We have plenty of political models for a guy like Trump, but they’re not Nixon — or even his indicted vice president, Spiro Agnew, who resigned in 1973.

They’re urban folk heroes like Marion Barry, the Washington, D.C., mayor who continued to serve after his arrest for smoking crack, then went to prison, and then promptly returned to serve another term once he was out.

Or Buddy Cianci, the onetime mayor of Providence, R.I., who went back and forth between City Hall and prison for 30 years. (The first time Cianci went to jail, it was for beating up and urinating on his estranged wife’s ex-lover; the second time, he went down in a federal anti-corruption sting known as Operation Plunder Dome.)

Think of Trump as the presidential version of Jim Traficant, the congressman who continued to serve in Washington after he was indicted and, once forcibly expelled from Congress, launched his next campaign from a cellblock.

These weren’t shameable men. They weren’t looking to edify a majority of anything. They were crowd-pleasers playing to narrow constituencies — avatars for the alienated, driven by self-regard and determined to cast themselves as victims of a self-satisfied establishment.

If you want to dislodge a guy like that from office, absent an election, you’d best bring the handcuffs. Because he doesn’t care about your legal niceties, or the fate of your party, or the republic itself. The more indictments you throw at him, the more defiant he gets.

Every president is something essential at his core — an activist, a wonk, a dealmaker. Trump is an entertainer. He could happily do any of a million things in life, as long as he could do it in front of an audience and walk away feeling like he’d played the audience.

And if there’s one thing Trump the entertainer knows, it’s that nothing holds the crowd like a little drama. He might even warm to an indictment or an impeachment trial. It makes for a lot better TV than, say, trade negotiations with China.

I’m not saying Trump will ultimately get himself another term; I’m pretty dubious about that. A year from now, when Iowa and New Hampshire are casting ballots, he could well find himself beating back challengers in his own party, let alone an eventual Democratic nominee.

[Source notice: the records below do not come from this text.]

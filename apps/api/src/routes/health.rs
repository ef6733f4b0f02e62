use axum::{extract::State, Json};
use chrono::Utc;
use serde_json::{json, Value};

use crate::state::AppState;

/// GET /health
/// Liveness check; touches no backing service.
pub async fn health_handler(State(state): State<AppState>) -> Json<Value> {
    Json(json!({
        "status": "ok",
        "timestamp": Utc::now().to_rfc3339(),
        "environment": state.config.app_env,
        "version": env!("CARGO_PKG_VERSION"),
        "service": env!("CARGO_PKG_NAME")
    }))
}
//! Shared fixtures for unit and router tests.

use std::collections::VecDeque;
use std::sync::{Arc, Mutex};

use async_trait::async_trait;
use serde_json::json;

use crate::auth::TokenSigner;
use crate::config::{AiProvider, Config};
use crate::llm_client::{CompletionProvider, LlmClient, LlmError};
use crate::models::user::UserProfile;
use crate::rate_limit::{InMemoryRateLimiter, RateLimitPolicy};
use crate::state::AppState;
use crate::store::memory::{MemoryApplicationStore, MemoryUserStore};

pub const TEST_JWT_SECRET: &str = "test-jwt-secret";

/// Completion provider that replays canned replies in order and records prompts.
/// Once the queue is empty every call fails with `EmptyContent`.
#[derive(Default)]
pub struct StubProvider {
    replies: Mutex<VecDeque<String>>,
    prompts: Mutex<Vec<String>>,
    fail: bool,
}

impl StubProvider {
    pub fn new<I, S>(replies: I) -> Self
    where
        I: IntoIterator<Item = S>,
        S: Into<String>,
    {
        Self {
            replies: Mutex::new(replies.into_iter().map(Into::into).collect()),
            ..Default::default()
        }
    }

    /// Every call fails as if the provider returned HTTP 500.
    pub fn failing() -> Self {
        Self {
            fail: true,
            ..Default::default()
        }
    }

    pub fn prompts(&self) -> Vec<String> {
        self.prompts.lock().unwrap().clone()
    }
}

#[async_trait]
impl CompletionProvider for StubProvider {
    fn model(&self) -> &str {
        "stub"
    }

    async fn complete(&self, prompt: &str, _system: &str) -> Result<String, LlmError> {
        self.prompts.lock().unwrap().push(prompt.to_string());
        if self.fail {
            return Err(LlmError::Api {
                status: 500,
                message: "upstream exploded".to_string(),
            });
        }
        self.replies
            .lock()
            .unwrap()
            .pop_front()
            .ok_or(LlmError::EmptyContent)
    }
}

pub fn sample_profile_json() -> serde_json::Value {
    json!({
        "firstName": "Ada",
        "lastName": "Lovelace",
        "experience": "mid",
        "skills": [
            {"name": "Rust", "category": "programming", "proficiency": "advanced", "yearsOfExperience": 3},
            {"name": "Docker", "category": "devops", "proficiency": "intermediate"}
        ],
        "workExperience": [{
            "company": "Analytical Engines Ltd",
            "position": "Engineer",
            "startDate": "2021-03-01",
            "description": "Built difference engines",
            "technologies": ["Rust"]
        }]
    })
}

pub fn sample_profile() -> UserProfile {
    serde_json::from_value(sample_profile_json()).unwrap()
}

/// One of two required skills matched, one year short: scores 59.
pub fn sample_analysis_json() -> String {
    r#"{
  "requiredSkills": ["Rust", "PostgreSQL"],
  "preferredSkills": ["Kubernetes"],
  "matchingSkills": ["Rust"],
  "missingSkills": ["PostgreSQL"],
  "experienceGap": 1,
  "strengthAreas": ["Systems programming"],
  "improvementAreas": ["Relational databases"],
  "jobLevel": "senior"
}"#
    .to_string()
}

pub fn sample_learning_plan_json() -> String {
    r#"{
  "timeframe": "2-3 months",
  "phases": [
    {
      "name": "Foundation Phase",
      "description": "Learn relational modelling and SQL",
      "estimatedHours": 40,
      "resources": [
        {
          "type": "documentation",
          "title": "PostgreSQL Tutorial",
          "url": "https://www.postgresql.org/docs/current/tutorial.html",
          "description": "Official tutorial",
          "estimatedHours": 10,
          "difficulty": "beginner",
          "provider": "PostgreSQL"
        }
      ],
      "projects": [
        {
          "name": "Inventory API",
          "description": "CRUD service backed by Postgres",
          "technologies": ["Rust", "PostgreSQL"],
          "estimatedHours": 20,
          "difficulty": "intermediate",
          "keyFeatures": ["migrations", "indexes"]
        }
      ],
      "milestones": ["Ship the inventory API"]
    }
  ],
  "totalEstimatedHours": 40,
  "priorityOrder": ["PostgreSQL"]
}"#
    .to_string()
}

pub fn test_config(rate_limit_max: u64) -> Config {
    Config {
        database_url: "postgres://unused".to_string(),
        redis_url: None,
        jwt_secret: TEST_JWT_SECRET.to_string(),
        ai_provider: AiProvider::OpenAi,
        ai_api_key: "sk-test".to_string(),
        port: 0,
        rust_log: "debug".to_string(),
        app_env: "test".to_string(),
        frontend_url: "http://localhost:3000".to_string(),
        rate_limit_window_secs: 900,
        rate_limit_max,
    }
}

/// Fresh in-memory state. `llm_replies` are served to the stub provider in order.
pub fn test_state<I, S>(llm_replies: I, rate_limit_max: u64) -> AppState
where
    I: IntoIterator<Item = S>,
    S: Into<String>,
{
    let config = test_config(rate_limit_max);
    let policy = RateLimitPolicy {
        window_secs: config.rate_limit_window_secs,
        max: config.rate_limit_max,
    };

    AppState {
        users: Arc::new(MemoryUserStore::default()),
        applications: Arc::new(MemoryApplicationStore::default()),
        llm: LlmClient::new(Arc::new(StubProvider::new(llm_replies))),
        tokens: TokenSigner::new(&config.jwt_secret),
        config,
        rate_limiter: Arc::new(InMemoryRateLimiter::new(policy)),
    }
}
use std::sync::Arc;

use crate::auth::TokenSigner;
use crate::config::Config;
use crate::llm_client::LlmClient;
use crate::rate_limit::RateLimiter;
use crate::store::{ApplicationStore, UserStore};

/// Shared application state injected into all route handlers via Axum extractors.
#[derive(Clone)]
pub struct AppState {
    pub users: Arc<dyn UserStore>,
    pub applications: Arc<dyn ApplicationStore>,
    pub llm: LlmClient,
    pub tokens: TokenSigner,
    pub config: Config,
    /// Redis-backed when REDIS_URL is set, in-process otherwise.
    pub rate_limiter: Arc<dyn RateLimiter>,
}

As Cohen made clear in his testimony, and as many of us have said all along, Trump never really intended to become president anyway, and it wouldn’t shock me if he found a way not to run again, if he could somehow withdraw on his own terms.

But unless both houses of Congress are willing to impeach and convict him, I wouldn’t bet on Trump serving anything less than a full term, no matter what Mueller has to say, no matter how many lawyers converge on the White House, no matter how many of his former aides go to jail or testify against him.

“Trump vs. the System: The Final Showdown.” That’s where the ratings are, and you don’t have to go to Vietnam to get them.